What I Worked On

This week tested whether the AI development infrastructure built in Sprint 1 Weeks 1-2 actually pays off under heavy workload. With 14 MRs and 10 code reviews in one week, every tool in the AI stack was used extensively. I also updated the CLAUDE.md documentation based on new patterns discovered during development.

CLAUDE.md as Living Documentation

The project’s AI instruction document (CLAUDE.md) was updated this week to reflect new patterns encountered during development. Commit 80b127b added fullName to the documented auth context values in apps/web/CLAUDE.md:

# Auth Context Values
- id, auth_user_id, email, full_name, role

This seems minor, but it’s an example of the feedback loop: during MR !78 (UI polishing), the AI generated code that referenced user.name instead of user.full_name because the CLAUDE.md didn’t list the exact field names. After correcting the code, I updated the docs so future AI sessions don’t repeat the mistake.

CLAUDE.md as a Learning Journal

Beyond giving the AI instructions, CLAUDE.md also became a place to document learnings so future sessions (and future developers) benefit immediately.

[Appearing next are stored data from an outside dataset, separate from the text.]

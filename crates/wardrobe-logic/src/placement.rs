//! Placement resolution — from a target slot to one atomic module update.
//!
//! Shared by the drag and keyboard controllers and by new-module placement.
//! Resolution is a pure function of the current space, placed modules and
//! catalog; it either yields a complete [`ModuleUpdate`] or a
//! [`PlacementRejection`] and never partially applies.
//!
//! Steps:
//! 1. A dual module aimed at a column slot is rejected
//! 2. Crossing zones, a dual module stays dual only if two consecutive free
//!    slots exist from the target; otherwise it converts to its single
//!    variant, and is rejected if the single placement collides too
//! 3. The resolved slot set must be free (upper/lower cabinets may stack)
//! 4. X comes from the zone's single or dual slot centres
//! 5. Column bounds, depth and hinge come from the slot's intrusion; a
//!    second module in a split-eligible slot takes the remainder the first
//!    one left free, or is rejected
//! 6. Y anchors upper cabinets under the zone ceiling and everything else
//!    on the floor start; dropped-zone heights are clamped to the space
//!    height minus the drop
//! 7. Adjusted fields that no longer apply are cleared

use serde::{Deserialize, Serialize};

use crate::availability::{
    blocking_occupants, is_slot_available, occupied_span, resolved_slots, Candidate,
};
use crate::bounds::{free_split_side, furniture_bounds, optimal_hinge, side_bounds, SplitSide};
use crate::column_slots::ColumnIntrusion;
use crate::indexing::{LayoutError, SlotBounds};
use crate::layout::SpaceLayout;
use crate::modules::{ModuleCatalog, ModuleCategory, ModuleSpec, PlacedModule, Position};
use crate::space::{Side, SpaceConfig};
use crate::zones::ZoneKind;

/// A zone-local slot chosen by a picker or the keyboard.
#[derive(Debug, Clone, Copy, PartialEq, Eq, Hash, Serialize, Deserialize)]
#[serde(rename_all = "camelCase")]
pub struct Target {
    pub zone: ZoneKind,
    pub slot_index: usize,
}

impl Target {
    pub fn new(zone: ZoneKind, slot_index: usize) -> Self {
        Self { zone, slot_index }
    }
}

/// Why a move or placement was refused. State is left untouched.
#[derive(Debug, Clone, PartialEq, thiserror::Error)]
pub enum PlacementRejection {
    #[error("module {0} is not placed")]
    UnknownModule(String),
    #[error("no catalog entry for {0}")]
    MissingSpec(String),
    #[error("slot {slot} is outside the {zone:?} zone")]
    OutOfRange { zone: ZoneKind, slot: usize },
    #[error("dual module cannot occupy column slot {slot}")]
    DualIntoColumnSlot { slot: usize },
    #[error("dual module at slot {slot} has no partner slot")]
    NoDualPartner { slot: usize },
    #[error("slot {slot} in the {zone:?} zone is occupied")]
    Collision { zone: ZoneKind, slot: usize },
    #[error("dual module fits neither as dual nor as single at slot {slot}")]
    ConversionFailed { slot: usize },
    #[error("furniture at slot {slot} would be only {width}mm wide")]
    NonRenderable { slot: usize, width: f64 },
}

/// Atomic partial update for one placed module.
#[derive(Debug, Clone, PartialEq, Serialize, Deserialize)]
#[serde(rename_all = "camelCase")]
pub struct ModuleUpdate {
    pub id: String,
    pub module_id: String,
    pub zone: Option<ZoneKind>,
    pub slot_index: Option<usize>,
    pub is_dual_slot: bool,
    pub position: Position,
    pub custom_width: Option<f64>,
    pub adjusted_width: Option<f64>,
    pub adjusted_position: Option<Position>,
    pub custom_depth: Option<f64>,
    pub hinge_position: Side,
}

impl ModuleUpdate {
    /// Update that puts `module` back exactly as it is.
    pub fn restore(module: &PlacedModule) -> Self {
        Self {
            id: module.id.clone(),
            module_id: module.module_id.clone(),
            zone: module.zone,
            slot_index: module.slot_index,
            is_dual_slot: module.is_dual_slot,
            position: module.position,
            custom_width: module.custom_width,
            adjusted_width: module.adjusted_width,
            adjusted_position: module.adjusted_position,
            custom_depth: module.custom_depth,
            hinge_position: module.hinge_position,
        }
    }

    pub fn target(&self) -> Option<Target> {
        Some(Target::new(self.zone?, self.slot_index?))
    }
}

impl PlacedModule {
    /// Apply `update`; `None` adjusted fields clear the cached values.
    pub fn apply(&mut self, update: &ModuleUpdate) {
        self.module_id = update.module_id.clone();
        self.zone = update.zone;
        self.slot_index = update.slot_index;
        self.is_dual_slot = update.is_dual_slot;
        self.position = update.position;
        self.custom_width = update.custom_width;
        self.adjusted_width = update.adjusted_width;
        self.adjusted_position = update.adjusted_position;
        self.custom_depth = update.custom_depth;
        self.hinge_position = update.hinge_position;
    }
}

/// Read snapshot for one gesture tick.
pub struct EditContext<'a> {
    pub space: &'a SpaceConfig,
    pub layout: SpaceLayout,
    pub placed: &'a [PlacedModule],
    pub catalog: &'a dyn ModuleCatalog,
}

impl<'a> EditContext<'a> {
    pub fn new(
        space: &'a SpaceConfig,
        placed: &'a [PlacedModule],
        catalog: &'a dyn ModuleCatalog,
    ) -> Result<Self, LayoutError> {
        Ok(Self {
            space,
            layout: SpaceLayout::derive(space)?,
            placed,
            catalog,
        })
    }

    pub fn module(&self, id: &str) -> Option<&'a PlacedModule> {
        self.placed.iter().find(|m| m.id == id)
    }
}

/// Resolve moving (or placing) `module` to `target`.
pub fn resolve_placement(
    ctx: &EditContext,
    module: &PlacedModule,
    target: Target,
) -> Result<ModuleUpdate, PlacementRejection> {
    let layout = &ctx.layout;
    let mut spec = ctx
        .catalog
        .get(&module.module_id)
        .ok_or_else(|| PlacementRejection::MissingSpec(module.module_id.clone()))?;
    let mut is_dual = module.is_dual_slot || spec.is_dual_type();

    let Target { zone, slot_index } = target;
    let count = layout.slot_count(zone);
    if slot_index >= count {
        return Err(PlacementRejection::OutOfRange {
            zone,
            slot: slot_index,
        });
    }

    if is_dual && layout.has_column(zone, slot_index) {
        return Err(PlacementRejection::DualIntoColumnSlot { slot: slot_index });
    }

    let candidate = Candidate {
        zone,
        slot_index,
        is_dual,
        category: spec.category,
        exclude_id: Some(module.id.as_str()),
    };

    if is_dual {
        let partner = slot_index + 1;
        let pair_free = partner < count
            && !layout.has_column(zone, partner)
            && is_slot_available(layout, ctx.placed, ctx.catalog, &candidate);
        if !pair_free {
            if module.effective_zone() != zone {
                let single = ctx.catalog.single_variant(&spec);
                let single_candidate = Candidate {
                    is_dual: false,
                    category: single.category,
                    ..candidate
                };
                if !is_slot_available(layout, ctx.placed, ctx.catalog, &single_candidate) {
                    return Err(PlacementRejection::ConversionFailed { slot: slot_index });
                }
                log::info!(
                    "module {}: {} -> {} entering {zone:?} zone",
                    module.id,
                    spec.id,
                    single.id
                );
                spec = single;
                is_dual = false;
            } else if partner >= count {
                return Err(PlacementRejection::NoDualPartner { slot: slot_index });
            } else if layout.has_column(zone, partner) {
                return Err(PlacementRejection::DualIntoColumnSlot { slot: partner });
            } else {
                return Err(PlacementRejection::Collision {
                    zone,
                    slot: slot_index,
                });
            }
        }
    } else if !is_slot_available(layout, ctx.placed, ctx.catalog, &candidate) {
        return Err(PlacementRejection::Collision {
            zone,
            slot: slot_index,
        });
    }

    slot_geometry(ctx, module, &spec, target, is_dual)
}

/// Position, column adjustments and hinge for `module` at an admitted target.
fn slot_geometry(
    ctx: &EditContext,
    module: &PlacedModule,
    spec: &ModuleSpec,
    target: Target,
    is_dual: bool,
) -> Result<ModuleUpdate, PlacementRejection> {
    let layout = &ctx.layout;
    let Target { zone, slot_index } = target;
    let out_of_range = PlacementRejection::OutOfRange {
        zone,
        slot: slot_index,
    };
    let slots = &layout.zones.zone(zone).ok_or(out_of_range.clone())?.slots;
    let slot = slots.slot_bounds(slot_index).ok_or(out_of_range)?;

    let x = if is_dual {
        slots
            .dual_position(slot_index)
            .ok_or(PlacementRejection::NoDualPartner { slot: slot_index })?
    } else {
        slot.center
    };
    let custom_width = slots.occupied_width(slot_index, is_dual);

    let intrusion = if is_dual {
        None
    } else {
        layout.intrusion(zone, slot_index)
    };
    let split = match intrusion {
        Some(i) if i.allow_multiple_furniture => {
            shared_slot_side(ctx, module, spec, target, slot, i)?
        }
        _ => None,
    };
    let bounds = match (intrusion, split) {
        (Some(i), Some(side)) => side_bounds(slot, i, side),
        _ => furniture_bounds(slot, intrusion, None),
    };
    if intrusion.is_some() && !bounds.is_renderable() {
        return Err(PlacementRejection::NonRenderable {
            slot: slot_index,
            width: bounds.render_width,
        });
    }

    let zone_height = layout.zone_height(zone);
    let height = layout
        .height_limit(zone)
        .map_or(spec.height, |limit| spec.height.min(limit));
    let y = match spec.category {
        ModuleCategory::Upper => layout.floor_start + zone_height - height / 2.0,
        ModuleCategory::Lower | ModuleCategory::General => layout.floor_start + height / 2.0,
    };

    let depth = bounds.adjusted_depth.unwrap_or(spec.depth);
    // Depth-adjusted bodies sit in front of the column, others against the back wall.
    let z = match intrusion {
        Some(i) if bounds.depth_adjustment_needed => i.column.front_z() + depth / 2.0,
        _ => depth / 2.0,
    };
    let position = Position::new(x, y, z);

    let update = ModuleUpdate {
        id: module.id.clone(),
        module_id: spec.id.clone(),
        zone: Some(zone),
        slot_index: Some(slot_index),
        is_dual_slot: is_dual,
        position,
        custom_width,
        adjusted_width: intrusion.map(|_| bounds.render_width),
        adjusted_position: intrusion.map(|_| Position::new(bounds.center, y, z)),
        custom_depth: bounds.adjusted_depth,
        hinge_position: match split {
            Some(side) => side.into(),
            None => optimal_hinge(intrusion, None, module.hinge_position),
        },
    };
    log::debug!(
        "module {} -> {zone:?} slot {slot_index} (dual={is_dual}) at x={x}, width {:?}",
        module.id,
        update.adjusted_width.or(custom_width)
    );
    Ok(update)
}

/// Remainder for `module` when a split-eligible slot already holds another body.
///
/// `None` when the slot is otherwise empty (default bounds apply).
fn shared_slot_side(
    ctx: &EditContext,
    module: &PlacedModule,
    spec: &ModuleSpec,
    target: Target,
    slot: SlotBounds,
    intrusion: &ColumnIntrusion,
) -> Result<Option<SplitSide>, PlacementRejection> {
    let taken: Vec<_> = blocking_occupants(
        &ctx.layout,
        ctx.placed,
        ctx.catalog,
        target.zone,
        target.slot_index,
        Some(module.id.as_str()),
        spec.category,
    )
    .into_iter()
    .map(|m| occupied_span(m, slot))
    .collect();
    if taken.is_empty() {
        return Ok(None);
    }
    match free_split_side(slot, intrusion, &taken) {
        Some(side) => {
            log::debug!(
                "module {} shares slot {}: {side:?} remainder",
                module.id,
                target.slot_index
            );
            Ok(Some(side))
        }
        None => Err(PlacementRejection::Collision {
            zone: target.zone,
            slot: target.slot_index,
        }),
    }
}

/// Create a new module of catalog type `module_id` at `target`.
pub fn place_new_module(
    ctx: &EditContext,
    id: impl Into<String>,
    module_id: &str,
    target: Target,
) -> Result<PlacedModule, PlacementRejection> {
    let spec = ctx
        .catalog
        .get(module_id)
        .ok_or_else(|| PlacementRejection::MissingSpec(module_id.to_string()))?;
    let mut module = PlacedModule::new(id, module_id);
    module.zone = Some(target.zone);
    module.is_dual_slot = spec.is_dual_type();
    module.has_door = true;

    let update = resolve_placement(ctx, &module, target)?;
    module.apply(&update);
    log::info!(
        "placed {} ({}) in {:?} slot {}",
        module.id,
        module.module_id,
        target.zone,
        target.slot_index
    );
    Ok(module)
}

/// What a column change means for one placed module.
#[derive(Debug, Clone, PartialEq, Serialize, Deserialize)]
#[serde(tag = "action", rename_all = "camelCase")]
pub enum ReconcileAction {
    /// Refreshed position and column fields.
    Update(ModuleUpdate),
    /// Dual module now touches a column slot.
    RemoveDual { id: String },
    /// Module no longer fits beside the column and must not render.
    Hide { id: String, width: f64 },
}

/// Re-evaluate every placed module against the current columns.
pub fn reconcile_columns(ctx: &EditContext) -> Vec<ReconcileAction> {
    let layout = &ctx.layout;
    let mut actions = Vec::new();

    for module in ctx.placed {
        let zone = module.effective_zone();
        let slots = resolved_slots(layout, module);
        let Some(&first) = slots.first() else {
            continue;
        };

        if module.is_dual_slot {
            if slots.iter().any(|s| layout.has_column(zone, *s)) {
                log::warn!("dual module {} now overlaps a column slot", module.id);
                actions.push(ReconcileAction::RemoveDual {
                    id: module.id.clone(),
                });
            } else if module.has_column_adjustment() {
                let mut update = ModuleUpdate::restore(module);
                update.adjusted_width = None;
                update.adjusted_position = None;
                update.custom_depth = None;
                actions.push(ReconcileAction::Update(update));
            }
            continue;
        }

        let Some(spec) = ctx.catalog.get(&module.module_id) else {
            log::warn!("module {} references unknown type {}", module.id, module.module_id);
            continue;
        };

        match slot_geometry(ctx, module, &spec, Target::new(zone, first), false) {
            Ok(update) => {
                if update != ModuleUpdate::restore(module) {
                    actions.push(ReconcileAction::Update(update));
                }
            }
            Err(PlacementRejection::NonRenderable { width, .. }) => {
                log::warn!("module {} hidden: only {width}mm beside column", module.id);
                actions.push(ReconcileAction::Hide {
                    id: module.id.clone(),
                    width,
                });
            }
            Err(e) => log::warn!("module {} not reconciled: {e}", module.id),
        }
    }

    actions
}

A good example from this week: while running git pull, a merge conflict appeared in supabase/seed_clients.sql. Every row of encrypted client data had changed, even though nobody had modified the source CSV. I asked Claude Code to investigate, and it traced through apps/api/src/app/lib/encryption.py to find the answer:

nonce = os.urandom(NONCE_SIZE)  # 12 random bytes, different each call

AES-256-GCM uses a random 12-byte nonce prepended to the ciphertext. Same key, same plaintext, but every encryption produces a different output because the nonce is unique each time. This is by design (nonce reuse would be a serious vulnerability), but it means every developer who re-runs make db-seed generates an entirely different seed_clients.sql, even with the same ENCRYPTION_KEY.

The fix was two things: gitignore the generated file (since each dev generates it locally anyway), and document the behavior in CLAUDE.md so no one wastes time debugging the same “why did my seed file change?” confusion again:

> **Note:** `make db-seed` regenerates `supabase/seed_clients.sql` from
> `data/klien.csv` with AES-256-GCM encryption. Because each encryption
> uses a random nonce, the output differs every run even with the same
> key. This file is **gitignored** — each dev generates it locally.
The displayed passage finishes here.